--- Required work ---
Reproduce all records below exactly.
=== Begin Enclosure ===
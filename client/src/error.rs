use thiserror::Error;

/// Failure taxonomy for the API client and the realtime channel.
///
/// Every failure is logged once where it is detected and then returned
/// unchanged to the caller. There is no retry and no local recovery; the
/// only side effect the client performs on its own is the forced session
/// teardown behind [`ApiError::SessionExpired`].
#[derive(Debug, Error)]
pub enum ApiError {
    /// The server answered 401 or 403. The session has already been torn
    /// down (and the redirect hook fired) by the time this is returned.
    #[error("Session expired. Please login again.")]
    SessionExpired,

    /// Any other non-success status, carrying the server's `error` message
    /// when the body had one.
    #[error("{0}")]
    RequestFailed(String),

    /// Network-level failure or a response body that was not valid JSON.
    #[error("Request failed: {0}")]
    Transport(#[from] reqwest::Error),

    /// A JSON payload that parsed but did not match the expected record
    /// shape, or a corrupt persisted session record.
    #[error("Failed to parse payload: {0}")]
    Payload(#[from] serde_json::Error),

    /// Realtime channel connect or stream failure.
    #[error("Realtime channel error: {0}")]
    Realtime(#[from] tokio_tungstenite::tungstenite::Error),

    /// The injected storage backend rejected a read or write.
    #[error("Storage error: {0}")]
    Storage(String),
}

impl ApiError {
    pub fn request_failed(msg: impl Into<String>) -> Self {
        Self::RequestFailed(msg.into())
    }

    pub fn storage(msg: impl Into<String>) -> Self {
        Self::Storage(msg.into())
    }

    /// True for the variant raised after a forced logout.
    pub fn is_session_expired(&self) -> bool {
        matches!(self, Self::SessionExpired)
    }
}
=== End Enclosure ===
--- Output of the task ---
filename client/src/error.rs
use thiserror::Error;

/// Failure taxonomy for the API client and the realtime channel.
///
/// Every failure is logged once where it is detected and then returned
/// unchanged to the caller. There is no retry and no local recovery; the
/// only side effect the client performs on its own is the forced session
/// teardown behind [`ApiError::SessionExpired`].
#[derive(Debug, Error)]
pub enum ApiError {
    /// The server answered 401 or 403. The session has already been torn
    /// down (and the redirect hook fired) by the time this is returned.
    #[error("Session expired. Please login again.")]
    SessionExpired,

    /// Any other non-success status, carrying the server's `error` message
    /// when the body had one.
    #[error("{0}")]
    RequestFailed(String),

    /// Network-level failure or a response body that was not valid JSON.
    #[error("Request failed: {0}")]
    Transport(#[from] reqwest::Error),

    /// A JSON payload that parsed but did not match the expected record
    /// shape, or a corrupt persisted session record.
    #[error("Failed to parse payload: {0}")]
    Payload(#[from] serde_json::Error),

    /// Realtime channel connect or stream failure.
    #[error("Realtime channel error: {0}")]
    Realtime(#[from] tokio_tungstenite::tungstenite::Error),

    /// The injected storage backend rejected a read or write.
    #[error("Storage error: {0}")]
    Storage(String),
}

impl ApiError {
    pub fn request_failed(msg: impl Into<String>) -> Self {
        Self::RequestFailed(msg.into())
    }

    pub fn storage(msg: impl Into<String>) -> Self {
        Self::Storage(msg.into())
    }

    /// True for the variant raised after a forced logout.
    pub fn is_session_expired(&self) -> bool {
        matches!(self, Self::SessionExpired)
    }
}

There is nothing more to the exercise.